It is to be understood that the teachings of the present invention need not achieve all of the above-described benefits, but rather that specific embodiments may achieve specific technical results, and that other embodiments of the present invention may achieve benefits not mentioned above.

Drawings

The above and other objects, features and advantages of exemplary embodiments of the present invention will become readily apparent from the following detailed description read in conjunction with the accompanying drawings. Several embodiments of the invention are illustrated by way of example, and not by way of limitation, in the figures of the accompanying drawings and in which:

in the drawings, the same or corresponding reference numerals indicate the same or corresponding parts.

Fig. 1 is a schematic flow chart illustrating an implementation of a network configuration method according to an embodiment of the present invention;

FIG. 2 is a schematic diagram illustrating dependency relationships among functional modules of an object to be configured according to an embodiment of the present invention;

fig. 3 is a schematic diagram illustrating a configuration structure of a network configuration apparatus according to an embodiment of the present invention.

Detailed Description

The principles and spirit of the present invention will be described with reference to a number of exemplary embodiments.

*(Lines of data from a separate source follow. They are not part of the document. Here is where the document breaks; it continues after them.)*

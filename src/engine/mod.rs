//! Build and dev-server engine.
//!
//! The dispatcher never runs the bundler itself; it hands a
//! [`Configuration`] to a [`BuildEngine`]. A build is a two-phase contract:
//! [`BuildEngine::run_build`] returns once the build (and any configured
//! completion hook) has finished, with a [`BuildReport`] describing the
//! compiler units it produced. Callers inspect the report to decide what
//! happens next.

pub mod process;

pub use process::ProcessEngine;

use serde_json::Value;
use std::path::PathBuf;

use crate::config::Configuration;
use crate::error::Result;

/// Target name of the browser compiler unit.
pub const WEB_TARGET: &str = "web";

/// Bundler configuration(s) resolved for a [`Configuration`].
#[derive(Debug, Clone, PartialEq)]
pub enum ResolvedConfig {
    /// One compiler unit.
    Single(Value),
    /// Several compiler units, in build order.
    Multiple(Vec<Value>),
    /// Nothing to build.
    Empty,
}

impl ResolvedConfig {
    /// Wrap a list of units, collapsing to `Single`/`Empty` where possible.
    pub fn from_units(mut units: Vec<Value>) -> Self {
        match units.len() {
            0 => Self::Empty,
            1 => Self::Single(units.remove(0)),
            _ => Self::Multiple(units),
        }
    }

    /// The units as an ordered list.
    pub fn items(&self) -> Vec<&Value> {
        match self {
            Self::Single(value) => vec![value],
            Self::Multiple(values) => values.iter().collect(),
            Self::Empty => Vec::new(),
        }
    }

    /// Whether there is nothing to build.
    pub fn is_empty(&self) -> bool {
        self.items().is_empty()
    }

    /// The resolved value as one JSON document.
    pub fn to_value(&self) -> Value {
        match self {
            Self::Single(value) => value.clone(),
            Self::Multiple(values) => Value::Array(values.clone()),
            Self::Empty => Value::Null,
        }
    }
}

/// One target-specific unit of a finished build.
#[derive(Debug, Clone, PartialEq, Eq)]
pub struct CompilerUnit {
    /// Build target (`web`, `node`, ...).
    pub target: Option<String>,
    /// Resolved output directory.
    pub output_path: Option<PathBuf>,
}

impl CompilerUnit {
    /// Read target and `output.path` from a unit record.
    pub fn from_value(value: &Value) -> Self {
        Self {
            target: value.get("target").and_then(Value::as_str).map(String::from),
            output_path: value
                .get("output")
                .and_then(|o| o.get("path"))
                .and_then(Value::as_str)
                .map(PathBuf::from),
        }
    }
}

/// Outcome of a completed build.
#[derive(Debug, Clone, Default, PartialEq, Eq)]
pub struct BuildReport {
    pub units: Vec<CompilerUnit>,
}

impl BuildReport {
    /// Report for the given unit records.
    pub fn from_values<'a>(values: impl IntoIterator<Item = &'a Value>) -> Self {
        Self {
            units: values.into_iter().map(CompilerUnit::from_value).collect(),
        }
    }

    /// The unit whose target is exactly `web`.
    pub fn web_unit(&self) -> Option<&CompilerUnit> {
        self.units
            .iter()
            .find(|unit| unit.target.as_deref() == Some(WEB_TARGET))
    }
}

/// Bundler collaborator.
pub trait BuildEngine {
    /// Resolve the bundler configuration(s) without building.
    fn get_config(&self, config: &Configuration) -> Result<ResolvedConfig>;

    /// Start the long-running dev server.
    fn run_server(&self, config: &Configuration) -> Result<()>;

    /// Build, run the completion hook, and report the compiler units.
    fn run_build(&self, config: &Configuration) -> Result<BuildReport>;
}

#[cfg(test)]
mod tests {
    use super::*;
    use serde_json::json;

    #[test]
    fn from_units_collapses() {
        assert_eq!(ResolvedConfig::from_units(vec![]), ResolvedConfig::Empty);
        assert_eq!(
            ResolvedConfig::from_units(vec![json!({"target": "web"})]),
            ResolvedConfig::Single(json!({"target": "web"}))
        );
        assert!(matches!(
            ResolvedConfig::from_units(vec![json!({}), json!({})]),
            ResolvedConfig::Multiple(_)
        ));
    }

    #[test]
    fn items_preserve_order() {
        let resolved = ResolvedConfig::Multiple(vec![
            json!({"target": "web"}),
            json!({"target": "node"}),
        ]);
        let targets: Vec<_> = resolved
            .items()
            .iter()
            .map(|v| v["target"].as_str().unwrap())
            .collect();
        assert_eq!(targets, vec!["web", "node"]);
        assert!(ResolvedConfig::Empty.is_empty());
    }

    #[test]
    fn web_unit_matches_exact_target() {
        let report = BuildReport::from_values(&[
            json!({"target": "node", "output": {"path": "/app/app/view"}}),
            json!({"target": "webworker", "output": {"path": "/app/worker"}}),
            json!({"target": "web", "output": {"path": "/app/public"}}),
        ]);
        let web = report.web_unit().unwrap();
        assert_eq!(web.output_path, Some(PathBuf::from("/app/public")));
    }

    #[test]
    fn web_unit_absent_is_none() {
        let report = BuildReport::from_values(&[json!({"target": "node"})]);
        assert!(report.web_unit().is_none());
    }

    #[test]
    fn compiler_unit_without_output() {
        let unit = CompilerUnit::from_value(&json!({"target": "web"}));
        assert_eq!(unit.target.as_deref(), Some("web"));
        assert_eq!(unit.output_path, None);
    }
}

It is understood that these embodiments are given only to enable those skilled in the art to better understand and to implement the present invention, and do not limit the scope of the present invention in any way. Rather, these embodiments are provided so that this disclosure will be thorough and complete, and will fully convey the scope of the invention to those skilled in the art.

The technical solution of the present invention is further elaborated below with reference to the drawings and the specific embodiments.

Fig. 1 is a schematic flow chart illustrating an implementation of a network configuration method according to an embodiment of the present invention.

Referring to fig. 1, a network configuration method according to an embodiment of the present invention at least includes the following operation flows: operation 101, receiving a submission instruction of a network configuration of an object to be configured, where the network configuration includes a dependency parameter capable of showing a dependency relationship among N functional modules of the object to be configured, and a value range of N is a positive integer; operation 102, respectively determining configuration types of configuration operations of the network configuration; operation 103, in response to the submission instruction, issuing the configuration operation of the network configuration in batches according to the dependent parameters and the configuration type.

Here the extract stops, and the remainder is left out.